The first replacement replaces the subscripts with the temp[] (which will not match a Symbol) while Sowing the Subscripted symbol. It then runs Cases to find the symbols, Reaps to get the Subscripts, Flattens so that all the symbols are together in one list, and finally runs DeleteDuplicates (Union works as well as used by belisarius).

Just as belisarius said about his answer, this is probably not the best solution, but matching a Symbol while not matching the Symbol when it has a particular Head is something I don't know how to do easily.

Update

We could also use the mysterious vanishing function:

DeleteDuplicates@Flatten@Reap@Cases[
  expr /. Subscript[a_Symbol, b_Symbol] :> (Sow[Subscript[a, b]]; ##&[])
  , _Symbol
  , Infinity
 ]
(* {a, f, Subscript[b, c], Subscript[d, e]} *)

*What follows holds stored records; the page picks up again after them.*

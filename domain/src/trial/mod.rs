//! Trial domain.
//!
//! A trial is one deliberation session: a question, a fixed persona set,
//! and the append-only transcript produced while answering it.
//!
//! - [`entities::Trial`]: the aggregate, with its status state machine
//! - [`entities::TrialInteraction`]: one transcript entry
//! - [`value_objects`]: transient per-run values (snapshots, agent results)
//! - [`transcript`]: human-readable transcript rendering for prompts

pub mod entities;
pub mod transcript;
pub mod value_objects;
//! Trial store
//!
//! Single source of truth for trials. Every mutation is persisted through
//! the [`TrialRepository`] first and only then applied to the in-memory
//! cache. When a write fails the cache is left untouched, so the cache may
//! trail persistence but never runs ahead of it.

use crate::ports::conversation_logger::{
    ConversationEvent, ConversationLogger, NoConversationLogger,
};
use crate::ports::trial_repository::{RepositoryError, TrialRepository};
use chrono::Utc;
use jury_domain::{DomainError, Persona, Trial, TrialInteraction, TrialStatus};
use std::collections::HashMap;
use std::sync::{Arc, RwLock, RwLockReadGuard, RwLockWriteGuard};
use thiserror::Error;
use tokio::sync::{Mutex, watch};
use tracing::{debug, info, warn};

/// Errors returned by [`TrialStore`] mutations
#[derive(Error, Debug, Clone, PartialEq, Eq)]
pub enum TrialStoreError {
    #[error("Trial not found: {0}")]
    NotFound(String),

    #[error("Persistence failed: {0}")]
    Persistence(#[from] RepositoryError),

    #[error(transparent)]
    Domain(#[from] DomainError),
}

/// Write-through cached trial storage
pub struct TrialStore<R: TrialRepository + 'static> {
    repository: Arc<R>,
    cache: RwLock<HashMap<String, Trial>>,
    /// Serializes mutations so check, persist and cache update act as one step
    write_gate: Mutex<()>,
    loading: watch::Sender<bool>,
    last_error: watch::Sender<Option<String>>,
    logger: Arc<dyn ConversationLogger>,
}

impl<R: TrialRepository + 'static> TrialStore<R> {
    pub fn new(repository: Arc<R>) -> Self {
        let (loading, _) = watch::channel(false);
        let (last_error, _) = watch::channel(None);
        Self {
            repository,
            cache: RwLock::new(HashMap::new()),
            write_gate: Mutex::new(()),
            loading,
            last_error,
            logger: Arc::new(NoConversationLogger),
        }
    }

    pub fn with_logger(mut self, logger: Arc<dyn ConversationLogger>) -> Self {
        self.logger = logger;
        self
    }

    fn read_cache(&self) -> RwLockReadGuard<'_, HashMap<String, Trial>> {
        self.cache.read().unwrap_or_else(|e| e.into_inner())
    }

    fn write_cache(&self) -> RwLockWriteGuard<'_, HashMap<String, Trial>> {
        self.cache.write().unwrap_or_else(|e| e.into_inner())
    }

    fn record_error(&self, context: &str, error: &RepositoryError) {
        warn!("{}: {}", context, error);
        self.last_error
            .send_replace(Some(format!("{}: {}", context, error)));
    }

    // ==================== Observable State ====================

    pub fn subscribe_loading(&self) -> watch::Receiver<bool> {
        self.loading.subscribe()
    }

    pub fn subscribe_error(&self) -> watch::Receiver<Option<String>> {
        self.last_error.subscribe()
    }

    pub fn is_loading(&self) -> bool {
        *self.loading.borrow()
    }

    pub fn last_error(&self) -> Option<String> {
        self.last_error.borrow().clone()
    }

    pub fn clear_error(&self) {
        self.last_error.send_replace(None);
    }

    // ==================== Queries ====================

    /// Cached trial, falling back to the repository on a miss.
    pub async fn get_trial(&self, trial_id: &str) -> Option<Trial> {
        if let Some(trial) = self.read_cache().get(trial_id) {
            return Some(trial.clone());
        }

        match self.repository.get_trial(trial_id).await {
            Ok(Some(trial)) => {
                self.write_cache()
                    .entry(trial.id.clone())
                    .or_insert_with(|| trial.clone());
                Some(trial)
            }
            Ok(None) => None,
            Err(e) => {
                self.record_error("Failed to load trial", &e);
                None
            }
        }
    }

    /// All trials, newest first. Loads from the repository only when the
    /// cache is empty.
    pub async fn get_all(&self) -> Vec<Trial> {
        let cached: Vec<Trial> = self.read_cache().values().cloned().collect();
        let mut trials = if cached.is_empty() {
            match self.repository.load_trials().await {
                Ok(trials) => {
                    let mut cache = self.write_cache();
                    for trial in &trials {
                        cache
                            .entry(trial.id.clone())
                            .or_insert_with(|| trial.clone());
                    }
                    trials
                }
                Err(e) => {
                    self.record_error("Failed to load trials", &e);
                    Vec::new()
                }
            }
        } else {
            cached
        };
        trials.sort_by(|a, b| b.created_at.cmp(&a.created_at));
        trials
    }

    /// Bulk-load every stored trial into the cache.
    ///
    /// Progress and failure are published on the loading and error channels.
    pub async fn initialize(&self) {
        self.loading.send_replace(true);
        match self.repository.load_trials().await {
            Ok(trials) => {
                info!("Loaded {} stored trial(s)", trials.len());
                let mut cache = self.write_cache();
                for trial in trials {
                    cache.insert(trial.id.clone(), trial);
                }
                drop(cache);
                self.clear_error();
            }
            Err(e) => self.record_error("Failed to load trials", &e),
        }
        self.loading.send_replace(false);
    }

    // ==================== Mutations ====================

    /// Create and persist a new trial in `INITIALIZING`.
    pub async fn create_trial(
        &self,
        question: &str,
        personas: Vec<Persona>,
    ) -> Result<Trial, TrialStoreError> {
        let trial = Trial::new(question, personas);
        let _gate = self.write_gate.lock().await;

        if let Err(e) = self.repository.save_trial(&trial).await {
            self.record_error("Failed to save trial", &e);
            return Err(e.into());
        }
        self.write_cache().insert(trial.id.clone(), trial.clone());
        self.logger.log(ConversationEvent::trial_created(&trial));
        debug!("Created trial {}", trial.id);
        Ok(trial)
    }

    /// Append an interaction.
    ///
    /// Returns `None` when the trial is unknown or terminal, the interaction
    /// would move the round backwards, or persistence fails. In every such
    /// case the interaction is not recorded.
    pub async fn add_interaction(&self, interaction: TrialInteraction) -> Option<Trial> {
        let _gate = self.write_gate.lock().await;
        let mut trial = self.get_trial(&interaction.trial_id).await?;

        if let Err(e) = trial.check_append(&interaction) {
            debug!("Dropping interaction for {}: {}", trial.id, e);
            return None;
        }
        if let Err(e) = self.repository.save_interaction(&interaction).await {
            self.record_error("Failed to save interaction", &e);
            return None;
        }

        self.logger
            .log(ConversationEvent::interaction_added(&interaction));
        trial.append(interaction).ok()?;
        self.write_cache().insert(trial.id.clone(), trial.clone());
        Some(trial)
    }

    /// Move a trial to a later non-terminal status.
    pub async fn update_status(
        &self,
        trial_id: &str,
        status: TrialStatus,
    ) -> Result<Trial, TrialStoreError> {
        let _gate = self.write_gate.lock().await;
        let mut trial = self.require(trial_id).await?;
        trial.transition_to(status)?;

        if let Err(e) = self.repository.update_status(trial_id, status).await {
            self.record_error("Failed to update status", &e);
            return Err(e.into());
        }
        self.logger
            .log(ConversationEvent::status_changed(trial_id, status));
        info!("Trial {} -> {}", trial_id, status);
        self.write_cache().insert(trial.id.clone(), trial.clone());
        Ok(trial)
    }

    /// Mark a trial `COMPLETED` with its verdict.
    pub async fn complete(&self, trial_id: &str, verdict: &str) -> Result<Trial, TrialStoreError> {
        let _gate = self.write_gate.lock().await;
        let mut trial = self.require(trial_id).await?;
        let now = Utc::now();
        trial.complete(verdict, now)?;

        if let Err(e) = self.repository.update_verdict(trial_id, verdict, now).await {
            self.record_error("Failed to save verdict", &e);
            return Err(e.into());
        }
        self.logger
            .log(ConversationEvent::trial_completed(trial_id, verdict));
        info!("Trial {} completed", trial_id);
        self.write_cache().insert(trial.id.clone(), trial.clone());
        Ok(trial)
    }

    /// Mark a trial `FAILED`, appending a `"system"` interaction with the reason.
    ///
    /// A trial that is already terminal is returned unchanged.
    pub async fn fail(&self, trial_id: &str, reason: &str) -> Result<Trial, TrialStoreError> {
        let _gate = self.write_gate.lock().await;
        let mut trial = self.require(trial_id).await?;
        if trial.is_terminal() {
            debug!("Trial {} already {}, not failing", trial_id, trial.status);
            return Ok(trial);
        }

        let round = trial.current_round().max(1);
        let failure = TrialInteraction::failure(trial_id, reason, round);
        let now = Utc::now();

        if let Err(e) = self.repository.save_interaction(&failure).await {
            self.record_error("Failed to save failure", &e);
            return Err(e.into());
        }
        self.logger
            .log(ConversationEvent::interaction_added(&failure));
        if let Err(e) = self.repository.mark_failed(trial_id, now).await {
            self.record_error("Failed to mark trial failed", &e);
            return Err(e.into());
        }

        trial.fail(failure, now)?;
        self.logger.log(ConversationEvent::trial_failed(trial_id, reason));
        warn!("Trial {} failed: {}", trial_id, reason);
        self.write_cache().insert(trial.id.clone(), trial.clone());
        Ok(trial)
    }

    async fn require(&self, trial_id: &str) -> Result<Trial, TrialStoreError> {
        self.get_trial(trial_id)
            .await
            .ok_or_else(|| TrialStoreError::NotFound(trial_id.to_string()))
    }
}
//! Scripted doubles shared by the use case tests.

use crate::ports::llm_gateway::{GatewayError, LlmGateway};
use crate::ports::trial_repository::{RepositoryError, TrialRepository};
use async_trait::async_trait;
use chrono::{DateTime, Utc};
use jury_domain::{Trial, TrialInteraction, TrialStatus};
use std::collections::{HashMap, VecDeque};
use std::sync::Mutex;
use std::sync::atomic::{AtomicBool, AtomicUsize, Ordering};
use std::time::Duration;

type InteractionFilter = Box<dyn Fn(&TrialInteraction) -> bool + Send + Sync>;

/// What a scripted gateway does for one call
#[derive(Debug, Clone)]
pub enum Reply {
    Text(String),
    Fail(GatewayError),
    /// Answers after a pause
    Delayed(Duration, String),
    /// Never returns
    Hang,
}

impl Reply {
    pub fn text(s: &str) -> Self {
        Reply::Text(s.to_string())
    }
}

/// Gateway answering from a fixed queue, in call order
pub struct SequenceGateway {
    replies: Mutex<VecDeque<Reply>>,
    pub calls: AtomicUsize,
}

impl SequenceGateway {
    pub fn new(replies: Vec<Reply>) -> Self {
        Self {
            replies: Mutex::new(VecDeque::from(replies)),
            calls: AtomicUsize::new(0),
        }
    }

    pub fn call_count(&self) -> usize {
        self.calls.load(Ordering::SeqCst)
    }
}

#[async_trait]
impl LlmGateway for SequenceGateway {
    async fn generate(&self, _system: &str, _prompt: &str) -> Result<String, GatewayError> {
        self.calls.fetch_add(1, Ordering::SeqCst);
        let reply = self
            .replies
            .lock()
            .unwrap()
            .pop_front()
            .unwrap_or_else(|| Reply::Fail(GatewayError::Other("No more replies".to_string())));
        resolve(reply).await
    }
}

/// Gateway answering through a routing function over (system, prompt)
pub struct RoutedGateway {
    route: Box<dyn Fn(&str, &str) -> Reply + Send + Sync>,
    pub prompts: Mutex<Vec<(String, String)>>,
}

impl RoutedGateway {
    pub fn new(route: impl Fn(&str, &str) -> Reply + Send + Sync + 'static) -> Self {
        Self {
            route: Box::new(route),
            prompts: Mutex::new(Vec::new()),
        }
    }
}

#[async_trait]
impl LlmGateway for RoutedGateway {
    async fn generate(&self, system: &str, prompt: &str) -> Result<String, GatewayError> {
        self.prompts
            .lock()
            .unwrap()
            .push((system.to_string(), prompt.to_string()));
        resolve((self.route)(system, prompt)).await
    }
}

async fn resolve(reply: Reply) -> Result<String, GatewayError> {
    match reply {
        Reply::Text(text) => Ok(text),
        Reply::Fail(e) => Err(e),
        Reply::Delayed(pause, text) => {
            tokio::time::sleep(pause).await;
            Ok(text)
        }
        Reply::Hang => std::future::pending().await,
    }
}

/// In-process repository with a failure switch
#[derive(Default)]
pub struct FakeRepository {
    trials: Mutex<HashMap<String, Trial>>,
    pub fail_writes: AtomicBool,
    pub fail_reads: AtomicBool,
    rejected: Mutex<Option<InteractionFilter>>,
}

impl FakeRepository {
    pub fn new() -> Self {
        Self::default()
    }

    pub fn set_fail_writes(&self, fail: bool) {
        self.fail_writes.store(fail, Ordering::SeqCst);
    }

    /// Fail `save_interaction` for every interaction matching `filter`
    pub fn reject_interactions(
        &self,
        filter: impl Fn(&TrialInteraction) -> bool + Send + Sync + 'static,
    ) {
        *self.rejected.lock().unwrap() = Some(Box::new(filter));
    }

    pub fn stored(&self, id: &str) -> Option<Trial> {
        self.trials.lock().unwrap().get(id).cloned()
    }

    fn check_write(&self) -> Result<(), RepositoryError> {
        if self.fail_writes.load(Ordering::SeqCst) {
            return Err(RepositoryError::Storage("disk full".to_string()));
        }
        Ok(())
    }

    fn check_read(&self) -> Result<(), RepositoryError> {
        if self.fail_reads.load(Ordering::SeqCst) {
            return Err(RepositoryError::Storage("unreadable".to_string()));
        }
        Ok(())
    }
}

#[async_trait]
impl TrialRepository for FakeRepository {
    async fn save_trial(&self, trial: &Trial) -> Result<(), RepositoryError> {
        self.check_write()?;
        let mut trials = self.trials.lock().unwrap();
        let interactions = trials
            .get(&trial.id)
            .map(|t| t.interactions.clone())
            .unwrap_or_default();
        let mut row = trial.clone();
        row.interactions = interactions;
        trials.insert(trial.id.clone(), row);
        Ok(())
    }

    async fn load_trials(&self) -> Result<Vec<Trial>, RepositoryError> {
        self.check_read()?;
        Ok(self.trials.lock().unwrap().values().cloned().collect())
    }

    async fn get_trial(&self, id: &str) -> Result<Option<Trial>, RepositoryError> {
        self.check_read()?;
        Ok(self.trials.lock().unwrap().get(id).cloned())
    }

    async fn save_interaction(
        &self,
        interaction: &TrialInteraction,
    ) -> Result<(), RepositoryError> {
        self.check_write()?;
        if let Some(reject) = self.rejected.lock().unwrap().as_ref() {
            if reject(interaction) {
                return Err(RepositoryError::Storage("write rejected".to_string()));
            }
        }
        let mut trials = self.trials.lock().unwrap();
        let trial = trials
            .get_mut(&interaction.trial_id)
            .ok_or_else(|| RepositoryError::NotFound(interaction.trial_id.clone()))?;
        trial.interactions.push(interaction.clone());
        Ok(())
    }

    async fn load_interactions(
        &self,
        trial_id: &str,
    ) -> Result<Vec<TrialInteraction>, RepositoryError> {
        self.check_read()?;
        Ok(self
            .trials
            .lock()
            .unwrap()
            .get(trial_id)
            .map(|t| t.interactions.clone())
            .unwrap_or_default())
    }

    async fn update_status(
        &self,
        trial_id: &str,
        status: TrialStatus,
    ) -> Result<(), RepositoryError> {
        self.check_write()?;
        let mut trials = self.trials.lock().unwrap();
        let trial = trials
            .get_mut(trial_id)
            .ok_or_else(|| RepositoryError::NotFound(trial_id.to_string()))?;
        trial.status = status;
        Ok(())
    }

    async fn update_verdict(
        &self,
        trial_id: &str,
        verdict: &str,
        completed_at: DateTime<Utc>,
    ) -> Result<(), RepositoryError> {
        self.check_write()?;
        let mut trials = self.trials.lock().unwrap();
        let trial = trials
            .get_mut(trial_id)
            .ok_or_else(|| RepositoryError::NotFound(trial_id.to_string()))?;
        trial.verdict = Some(verdict.to_string());
        trial.status = TrialStatus::Completed;
        trial.completed_at = Some(completed_at);
        Ok(())
    }

    async fn mark_failed(
        &self,
        trial_id: &str,
        completed_at: DateTime<Utc>,
    ) -> Result<(), RepositoryError> {
        self.check_write()?;
        let mut trials = self.trials.lock().unwrap();
        let trial = trials
            .get_mut(trial_id)
            .ok_or_else(|| RepositoryError::NotFound(trial_id.to_string()))?;
        trial.status = TrialStatus::Failed;
        trial.completed_at = Some(completed_at);
        Ok(())
    }
}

The interesting bit here is

expr /. Subscript[a_Symbol, b_Symbol] :> (Sow[Subscript[a, b]]; ##&[])
(* a + f *)

The mysterious ##&[] removes all mention of the Subscripts, and f takes the place of that entire term.

Community
  • 1
march
  • 23,399
  • 2
  • 44
  • 100
  • 1
    I like this best as it appears to only make one pass through the expression-- I don't know if that's actually more efficient, but it feels it would be. I borrowed from @belisarius to replace your use of temp[] with Unique[][] because it feels less likely to step on a common function name. The vanishing function gives me something to study up on... – Omegaman Aug 11 '15 at 06:41
  • @Omegaman. That's why I like the vanishing function idea, as instead of replacing with some arbitrary expression, it removes the symbols completely (and actually it's not all that mysterious). I also have a standard Protected head temporaryPlaceHolder that I use for things like this so as to avoid clashing with already-defined names. Thanks for the accept! – march Aug 11 '15 at 14:14
  • …and in the latest version, the "vanishing function" is now called Nothing. – J. M.'s missing motivation Aug 14 '15 at 02:30
  • Both solutions may lead to incorrect answers depending on the value of expr. For example, the one that uses temp[] will fail for expr = (Subscript[a, c] - Subscript[b, c])*f while the one that uses the vanishing function will fail for expr = (1 - Subscript[b, c])*f. Using Omegaman's comment and replacing temp[] by Unique[][] succeeds in both cases by preventing (Subscript[a, c] - Subscript[b, c]) from being replaced by zero and -Subscript[b, c] from being replaced by 1. – Mauricio de Oliveira Oct 04 '17 at 19:47
2

Surely not the best way: 

expr = a+Subscript[b,c]*Subscript[d,e]^f
pat = Subscript[_Symbol, _Symbol];
Union @@ {Cases[expr, pat, Infinity], 
          Cases[expr /. pat :> #, Except[#, _Symbol], Infinity] &@Unique[]}

(* {a, f, Subscript[b, c], Subscript[d, e]} *)
Dr. belisarius
  • 115,881
  • 13
  • 203
  • 453
2

Depending on the complexity of the actual expression, this very simple solution may work better than Cases:

expr = a + Subscript[b, c]*Subscript[d, e]^f;

Variables[expr /. x : Except[_Plus | _Times | _Subscript] :> Times @@ x]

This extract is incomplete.